Em decisão proferida no último dia 13, o desembargador citou que “não há nos autos nenhum elemento que comprove que as informações trazidas no pleito estariam influenciando voluntária, ou involuntariamente, eventual decisão do Tribunal do Júri, carecendo de concretude”.
Enfatizou que não foi exposto nos autos que qualquer jurado tenha participado das manifestações por pedido de justiça pela morte da menina e rebateu o argumento sobre a repercussão local.
“Tenho, ainda, que, conforme trazido aos autos, o caso trouxe repercussão midiática para além do local dos fatos, atingindo toda a população do Estado quanto à ciência destes, como bem colocado pela defesa. Assim, o deslocamento para a capital, não teria menor repercussão do que na cidade da prática dos fatos”.
Ao indeferir o pedido de liminar para suspender o julgamento, o desembargador também pediu para ouvir o juiz da comarca de São Mateus e o Ministério Público Estadual, para decidir sobre o mérito da petição, ou seja, sobre a transferência do julgamento para a Capital.
A coluna De Olho no Poder apurou que, até o momento, nem o juiz e nem o MPES se manifestaram a respeito.
De qualquer forma, a decisão não deve demorar a sair, tendo em vista que o Tribunal do Júri está marcado para a próxima quinta-feira (27).
Atraso
Se o pedido de desaforamento for aceito, e o processo for transferido para a Capital, não virá com data marcada para um novo Tribunal de Júri.
Embora o réu esteja preso, e julgamentos de processos com réus presos tenham prioridade, não há previsão de quando Leonardo seria julgado. Ou seja, o julgamento seria postergado e a sentença atrasaria ainda mais.
Relembre o caso
A menina Ana Luisa começou a passar mal no dia 11 de janeiro, com dores abdominais. Após vomitar por três vezes, a mãe – a professora Alessandra Marcelino – levou a menina ao Hospital Roberto Silvares (São Mateus).
Segundo relatos da mãe à época, o falso médico atendeu a menina, mas não a teria examinado. Ouviu o relato da mãe e concluiu se tratar de uma gastroenterite. Ele passou medicação endovenosa e encaminhou a menina para a sala de medicação.
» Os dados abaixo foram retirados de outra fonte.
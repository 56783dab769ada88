mod support;

use std::sync::Arc;

use flexrow::{
    AdapterError, ColumnValue, Container, ContainerAdapter, ExecutionMode, SaveMode,
    StorageError, WriteError,
};
use support::{harness, tags_schema, todos_schema};

// --- Auto ---

#[test]
fn auto_inserts_new_rows_then_updates_them() {
    let schema = todos_schema();
    let h = harness(Arc::clone(&schema));

    let todo = Container::new(Arc::clone(&schema));
    todo.set("title", "v1").unwrap();
    h.writer
        .save(&todo, SaveMode::Auto, ExecutionMode::Immediate)
        .unwrap();
    assert_eq!(h.storage.row_count("todos"), 1);
    assert_eq!(h.writer.adapter().read_auto_increment_id(&todo), 1);

    // The write-back made the identity concrete: the second save updates.
    todo.set("title", "v2").unwrap();
    h.writer
        .save(&todo, SaveMode::Auto, ExecutionMode::Immediate)
        .unwrap();
    assert_eq!(h.storage.row_count("todos"), 1);

    let predicate = h.writer.adapter().primary_key_predicate(&todo).unwrap();
    let rows = h.storage.find_matching("todos", &predicate).unwrap();
    assert_eq!(rows[0].get("title"), Some(&ColumnValue::Text("v2".into())));

    h.finish();
}

#[test]
fn auto_with_unset_autoincrement_key_always_inserts() {
    let schema = todos_schema();
    let h = harness(Arc::clone(&schema));

    for n in 0..2 {
        let todo = Container::new(Arc::clone(&schema));
        todo.set("title", format!("row {}", n)).unwrap();
        h.writer
            .save(&todo, SaveMode::Auto, ExecutionMode::Immediate)
            .unwrap();
    }

    assert_eq!(h.storage.row_count("todos"), 2);
    h.finish();
}

#[test]
fn auto_with_missing_plain_primary_key_is_an_error() {
    let schema = tags_schema();
    let h = harness(Arc::clone(&schema));

    let partial = Container::new(Arc::clone(&schema));
    partial.set("todo_id", 1i64).unwrap();

    let err = h
        .writer
        .save(&partial, SaveMode::Auto, ExecutionMode::Immediate)
        .unwrap_err();
    assert!(matches!(
        err,
        WriteError::Storage(StorageError::Metadata(AdapterError::MissingPrimaryKey { .. }))
    ));
    assert_eq!(h.storage.row_count("tags"), 0);

    h.finish();
}

// --- InsertOnly / UpdateOnly ---

#[test]
fn insert_only_rejects_an_existing_identity() {
    let schema = tags_schema();
    let h = harness(Arc::clone(&schema));

    let tag = Container::new(Arc::clone(&schema));
    tag.load([
        ("todo_id", ColumnValue::Integer(1)),
        ("label", ColumnValue::Text("once".into())),
    ])
    .unwrap();

    h.writer
        .save(&tag, SaveMode::InsertOnly, ExecutionMode::Immediate)
        .unwrap();
    let err = h
        .writer
        .save(&tag, SaveMode::InsertOnly, ExecutionMode::Immediate)
        .unwrap_err();
    assert!(matches!(
        err,
        WriteError::Storage(StorageError::Constraint { .. })
    ));
    assert_eq!(h.storage.row_count("tags"), 1);

    h.finish();
}

#[test]
fn update_only_against_no_rows_is_quiet() {
    let schema = todos_schema();
    let h = harness(Arc::clone(&schema));

    let todo = Container::new(Arc::clone(&schema));
    todo.set("id", 12i64).unwrap();
    todo.set("title", "nothing to update").unwrap();

    h.writer
        .save(&todo, SaveMode::UpdateOnly, ExecutionMode::Immediate)
        .unwrap();
    assert_eq!(h.storage.row_count("todos"), 0);

    h.finish();
}

// --- Queued save ---

#[test]
fn queued_save_lands_after_the_queue_drains() {
    let schema = todos_schema();
    let h = harness(Arc::clone(&schema));

    let todo = Container::new(Arc::clone(&schema));
    todo.set("title", "deferred save").unwrap();
    h.writer
        .save(&todo, SaveMode::Auto, ExecutionMode::Queued)
        .unwrap();

    let storage = Arc::clone(&h.storage);
    let stats = h.finish();
    assert_eq!(stats.tasks_run, 1);
    assert_eq!(storage.row_count("todos"), 1);
}
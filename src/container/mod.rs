//! Name-indexed row containers.
//!
//! A [`Container`] holds one logical row of some model without a concrete
//! struct: field values are looked up by column name against a fixed schema.
//! Unknown columns are signaled distinctly from declared-but-unset columns.
//!
//! `Clone` shares the value map. This is what lets a queued write thread the
//! storage-assigned id back into the same logical container the caller still
//! holds.

use std::collections::BTreeMap;
use std::fmt;
use std::sync::{Arc, RwLock};

use crate::schema::TableSchema;
use crate::value::{ColumnType, ColumnValue};

#[derive(Debug, Clone, PartialEq)]
pub enum ContainerError {
    UnknownColumn {
        table: String,
        column: String,
    },
    TypeMismatch {
        table: String,
        column: String,
        expected: ColumnType,
        found: ColumnType,
    },
    LockPoisoned(&'static str),
    Serde(String),
}

impl fmt::Display for ContainerError {
    fn fmt(&self, f: &mut fmt::Formatter<'_>) -> fmt::Result {
        match self {
            ContainerError::UnknownColumn { table, column } => {
                write!(f, "unknown column {} on table {}", column, table)
            }
            ContainerError::TypeMismatch {
                table,
                column,
                expected,
                found,
            } => write!(
                f,
                "column {} on table {} holds {}, got {}",
                column, table, expected, found
            ),
            ContainerError::LockPoisoned(operation) => {
                write!(f, "container lock poisoned during {}", operation)
            }
            ContainerError::Serde(message) => write!(f, "container serde error: {}", message),
        }
    }
}

impl std::error::Error for ContainerError {}

/// Schema-bound, name-indexed holder of row field values.
///
/// ```
/// use std::sync::Arc;
/// use flexrow::{ColumnType, Container, TableSchema};
///
/// let schema = Arc::new(
///     TableSchema::builder("todos")
///         .primary_key("id", ColumnType::Integer)
///         .column("title", ColumnType::Text)
///         .build()
///         .unwrap(),
/// );
///
/// let todo = Container::new(schema);
/// todo.set("title", "write docs").unwrap();
///
/// // Declared but unset is Ok(None); a foreign name is an error.
/// assert!(todo.get("id").unwrap().is_none());
/// assert!(todo.get("priority").is_err());
/// ```
#[derive(Clone)]
pub struct Container {
    schema: Arc<TableSchema>,
    values: Arc<RwLock<BTreeMap<String, ColumnValue>>>,
}

impl Container {
    pub fn new(schema: Arc<TableSchema>) -> Self {
        Container {
            schema,
            values: Arc::new(RwLock::new(BTreeMap::new())),
        }
    }

    pub fn schema(&self) -> &Arc<TableSchema> {
        &self.schema
    }

    fn declared_type(&self, column: &str) -> Result<ColumnType, ContainerError> {
        self.schema
            .column_type(column)
            .ok_or_else(|| ContainerError::UnknownColumn {
                table: self.schema.table().to_string(),
                column: column.to_string(),
            })
    }

    /// Current value of a column: `Ok(None)` when declared but unset,
    /// `UnknownColumn` for names outside the schema.
    pub fn get(&self, column: &str) -> Result<Option<ColumnValue>, ContainerError> {
        self.declared_type(column)?;
        let values = self
            .values
            .read()
            .map_err(|_| ContainerError::LockPoisoned("read"))?;
        Ok(values.get(column).cloned())
    }

    /// Store a value under a column, checking the name and the value's kind
    /// against the schema. `Null` is accepted under any declared type.
    pub fn set(
        &self,
        column: &str,
        value: impl Into<ColumnValue>,
    ) -> Result<(), ContainerError> {
        let declared = self.declared_type(column)?;
        let value = value.into();
        if !value.matches_type(declared) {
            return Err(ContainerError::TypeMismatch {
                table: self.schema.table().to_string(),
                column: column.to_string(),
                expected: declared,
                found: value.kind().unwrap_or(declared),
            });
        }

        let mut values = self
            .values
            .write()
            .map_err(|_| ContainerError::LockPoisoned("write"))?;
        values.insert(column.to_string(), value);
        Ok(())
    }

    /// Remove a column's value, returning it to the declared-but-unset state.
    pub fn unset(&self, column: &str) -> Result<(), ContainerError> {
        self.declared_type(column)?;
        let mut values = self
            .values
            .write()
            .map_err(|_| ContainerError::LockPoisoned("write"))?;
        values.remove(column);
        Ok(())
    }

    pub fn is_set(&self, column: &str) -> Result<bool, ContainerError> {
        self.declared_type(column)?;
        let values = self
            .values
            .read()
            .map_err(|_| ContainerError::LockPoisoned("read"))?;
        Ok(values.contains_key(column))
    }

    /// Number of columns currently holding a value.
    pub fn set_count(&self) -> usize {
        self.values.read().map(|values| values.len()).unwrap_or(0)
    }

    /// Copy of the current row image, handed to storage engines.
    pub fn snapshot(&self) -> Result<BTreeMap<String, ColumnValue>, ContainerError> {
        let values = self
            .values
            .read()
            .map_err(|_| ContainerError::LockPoisoned("read"))?;
        Ok(values.clone())
    }

    /// Bulk-fill from (column, value) pairs; every pair is validated.
    pub fn load<K, V, I>(&self, pairs: I) -> Result<(), ContainerError>
    where
        K: AsRef<str>,
        V: Into<ColumnValue>,
        I: IntoIterator<Item = (K, V)>,
    {
        for (column, value) in pairs {
            self.set(column.as_ref(), value)?;
        }
        Ok(())
    }

    /// Fill from a JSON object, coercing each member to its declared column
    /// type (blobs from base64 text). The shape callers use when the row
    /// arrives from deserialization instead of code.
    pub fn load_json(&self, value: &serde_json::Value) -> Result<(), ContainerError> {
        let object = value.as_object().ok_or_else(|| {
            ContainerError::Serde(format!(
                "expected a JSON object for table {}",
                self.schema.table()
            ))
        })?;

        for (column, member) in object {
            let declared = self.declared_type(column)?;
            let coerced = ColumnValue::coerce_json(declared, member).ok_or_else(|| {
                ContainerError::Serde(format!(
                    "cannot read {} as {} for column {} on table {}",
                    member,
                    declared,
                    column,
                    self.schema.table()
                ))
            })?;
            self.set(column, coerced)?;
        }
        Ok(())
    }

    /// Deserialize the currently set columns into a concrete model type.
    /// Blob columns surface as base64 text.
    pub fn to_model<T: serde::de::DeserializeOwned>(&self) -> Result<T, ContainerError> {
        serde_json::from_value(self.to_json()?)
            .map_err(|err| ContainerError::Serde(err.to_string()))
    }

    /// Fill from a concrete model, coercing each field to its declared
    /// column type.
    pub fn load_model<T: serde::Serialize>(&self, model: &T) -> Result<(), ContainerError> {
        let value =
            serde_json::to_value(model).map_err(|err| ContainerError::Serde(err.to_string()))?;
        self.load_json(&value)
    }

    /// JSON object of the currently set columns. Blobs render as base64 text.
    pub fn to_json(&self) -> Result<serde_json::Value, ContainerError> {
        let values = self
            .values
            .read()
            .map_err(|_| ContainerError::LockPoisoned("read"))?;
        let mut object = serde_json::Map::new();
        for (column, value) in values.iter() {
            object.insert(column.clone(), value.to_json());
        }
        Ok(serde_json::Value::Object(object))
    }
}

impl fmt::Debug for Container {
    fn fmt(&self, f: &mut fmt::Formatter<'_>) -> fmt::Result {
        let mut debug = f.debug_struct("Container");
        debug.field("table", &self.schema.table());
        match self.values.read() {
            Ok(values) => debug.field("values", &*values).finish(),
            Err(_) => debug.field("values", &"<poisoned>").finish(),
        }
    }
}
Na sala de medicação, quando uma técnica de enfermagem aplicou o medicamento na veia, a menina teria começado a convulsionar. A menina ainda teria dito que o coração estava doendo. Ana Luisa foi levada para a emergência, mas não resistiu. A mãe registrou um boletim de ocorrência.
Em agosto, durante uma operação da Polícia Federal de combate à prática ilegal de medicina, Leonardo foi preso. Além de exercer a medicina sem ser médico, Leonardo também é acusado de cobrar entre R$ 20 mil e R$ 40 mil para falsificar documentos para outros falsos médicos.